Ya en el atril, se cambiaba las gafas y acomodaba un fajo de hojas escritas a máquina con una letra gigantesca, pues su vista, tras 90 años de vida y un sinfín de libros que desfilaron frente a ella, estaba casi agotada. Y se me vino entonces a la mente la imagen de mi tío leyendo el pequeño ensayo que había escrito para presentar mi primera novela. Fue uno de esos proverbiales actos de generosidad de Sánchez Vázquez. Ya antes de terminar Rasero había pensado en pedirle a mi tío que me la presentara. No se me ocurría un padrino mejor. Lo hice con cierta timidez. Al oír la petición, mi tío me miró un tanto sorprendido y receloso: como me había ocurrido antes respecto a él, Sánchez Vázquez no tenía una idea muy clara de quién era su sobrino. Lo ubicaba como un muchacho bastante parlanchín y dedicado a la enseñanza de la química y otras ciencias. Pero al fin y al cabo aceptó; le entregué feliz un tambache de más de mil cuartillas mecanografiadas, y me di la vuelta para no ver su previsible expresión. Llegó el gran día y mi tío se portó como el presentador de lujo que era. Primero advirtió a la audiencia que había aceptado un poco a regañadientes la encomienda, pues no tenía el menor antecedente de su sobrino como escritor y temía que “Paquito resultara ser un químico con aspiraciones fallidas de novelista”. Si era el caso, se sentía obligado a decirlo pues, “como diría Aristóteles refiriéndose a Platón: quiero mucho a mi maestro, pero quiero más a la verdad…” Por fortuna, la novela le gustó e hizo una espléndida exégesis de ella, que guardo como uno de los más valiosos tesoros de mi egoteca.

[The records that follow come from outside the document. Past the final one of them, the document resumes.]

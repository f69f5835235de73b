//! Root renderer: one full DOT document for a view

use crate::config::RenderOptions;
use crate::diagnostics::Diagnostic;
use crate::dot::{dot_id, escape, font};
use crate::error::RenderError;
use crate::layout::depth::{font_step, max_depth};
use crate::model::{GraphKind, Record, SchemaQuery};
use crate::resolve::{is_filtered_out, render_label, resolve_style, DEFAULT_STYLE};

use super::attrs::Attrs;
use super::dispatch::dispatch_child;
use super::elements::{open_cluster, tooltip};
use super::lines::flush_edges;
use super::session::{RenderContext, RenderSession};

const GROUP_NODE_DEFAULTS: &str =
    "node [color=\"transparent\";fixedsize=\"true\";width=\"1.1\";height=\"1.1\";shape=box];\n";
const VERSIONED_BORDER: &str = r##"color="#dddddd";penwidth=1;"##;

/// Render `records` through `query` into a DOT document.
///
/// Returns the document and, when enabled in `options`, the dropped-edge
/// diagnostics. A fatal error discards everything rendered so far.
pub fn render_dot(
    query: &SchemaQuery,
    records: &[Record],
    options: &RenderOptions,
) -> Result<(String, Vec<Diagnostic>), RenderError> {
    let root = &query.root;
    let mut session = RenderSession::new(options.diagnostics);

    session.push("\ndigraph G {\n");
    session.push(&format!(
        "rankdir={};edge[minlen=3];compound=true;\n",
        query.direction
    ));
    if query.kind == GraphKind::Group {
        session.push(GROUP_NODE_DEFAULTS);
        session.push(&format!("{{\nnode [shape=plaintext];\n{};\n}}\n", query.node_groups));
    }

    let (start_font, step) = match query.kind {
        GraphKind::Subgraph => {
            let depth = max_depth(root);
            let (outer, inner) = (options.fonts.cluster_outer, options.fonts.cluster_inner);
            (outer, font_step(outer, inner, depth))
        }
        _ => (options.fonts.base, 0.0),
    };
    tracing::debug!(kind = %query.kind, records = records.len(), start_font, step, "rendering view");

    for record in records {
        let ctx = RenderContext {
            graph_kind: query.kind,
            direction: query.direction,
            start_font,
            font_step: step,
            depth: 0,
            version_aware: options.version_aware,
            accepted_confirm_time: record.confirm_time(),
            image_map: &options.image_map,
        };
        let guid = record.guid();
        if !session.mark_rendered(guid) {
            tracing::debug!(guid, "skipping top-level record already rendered");
            continue;
        }
        let label = render_label(&root.display_expression, record);

        match query.kind {
            GraphKind::Group => {
                let mut attrs = Attrs::new()
                    .quoted("id", guid)
                    .quoted("label", &label)
                    .bare("fontsize", font(ctx.font_size()))
                    .bare("penwidth", 1)
                    .bare("width", 2)
                    .quoted("image", ctx.image_for(&root.ci_type))
                    .quoted("labelloc", "b")
                    .quoted("shape", "box");
                if options.version_aware {
                    attrs = attrs.style(VERSIONED_BORDER);
                }
                session.push(&format!(
                    "{{rank=same; \"{}\"; {}[{}]}}\n",
                    escape(&root.node_group_name),
                    dot_id(guid),
                    attrs.render()
                ));
            }
            GraphKind::Subgraph => {
                session.mark_cluster(guid);
                let style = resolve_style(
                    &root.style_field,
                    &root.styles,
                    record,
                    ctx.revision(),
                    DEFAULT_STYLE,
                );
                open_cluster(
                    &mut session,
                    guid,
                    ctx.font_size(),
                    &label,
                    &tooltip(record, &label),
                    &style,
                );
            }
            GraphKind::Node | GraphKind::Image | GraphKind::Sequence => {}
        }

        for child in &root.children {
            if is_filtered_out(child, record) {
                continue;
            }
            dispatch_child(&mut session, child, record, ctx)?;
        }

        if query.kind == GraphKind::Subgraph {
            session.push("}\n");
        }
    }

    flush_edges(&mut session)?;
    session.push("}\n");
    Ok(session.finish())
}
//! DOT renderer
//!
//! Walks the view schema over the record forest depth-first. Clusters and
//! nodes are written as they are reached; edges are queued on the render
//! session and written after the node pass, once it is known which
//! identities made it into the graph.

pub mod attrs;
mod dispatch;
mod elements;
mod lines;
pub mod root;
pub mod session;

pub use elements::{NodeKind, IMAGE_SIZE, NODE_WIDTH};
pub use root::render_dot;
pub use session::{EdgeRequest, RenderContext, RenderSession};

Por fin comenzó su discurso. Agradeció la presencia de todos; recordó, por supuesto, a su entrañable compañera de toda la vida, mi tía Aurora, quien, aunque ausente desde hacía varios años, yo sabía muy bien que seguía incrustada en el alma de mi tío, y dedicó una mención especial y muy cálida a sus hijos y a sus nietos, responsables, según él, de lo mucho o poco bueno que ha hecho en esta vida. Por último, hizo un somero análisis de la situación actual de la filosofía marxista, y esbozó proyectos y programas para el futuro. Esto último me conmovió hasta la médula: un hombre con 90 años a cuestas hablando entusiasmado de los retos que le deparaba el futuro en su actuar profesional. Con lágrimas en los ojos pensé que mi tío Adolfo, con su congruencia, rectitud y nobleza, me había dado muchas lecciones de vida. Pero esta última fue una lección definitiva e inolvidable: el anciano catedrático hablaba del futuro con el entusiasmo y las esperanzas de aquel joven que abandonó la Universidad de Madrid para combatir por su patria y sus ideas. Comprendí que seguía siendo el mismo…
Desterrado muerto
En la huesa ya has dado con tu empeño,
¡cuánta furia se queda sin batalla!
Enmudece la sangre; el pecho calla
y tu dolor cabalga ya sin dueño.
La tierra es tu mansión; la sepultura,
el albergue final de la jornada.
Por testamento dejas tu pisada,
la dulce huella de tu mano pura.
El destierro no para con tu muerte
que, implacable, dilata tu destino,
bajo la tierra misma prolongado.
Tú no descansas, no, con esta suerte
de muerte enajenada, con el sino
de estar bajo la tierra, desterrado.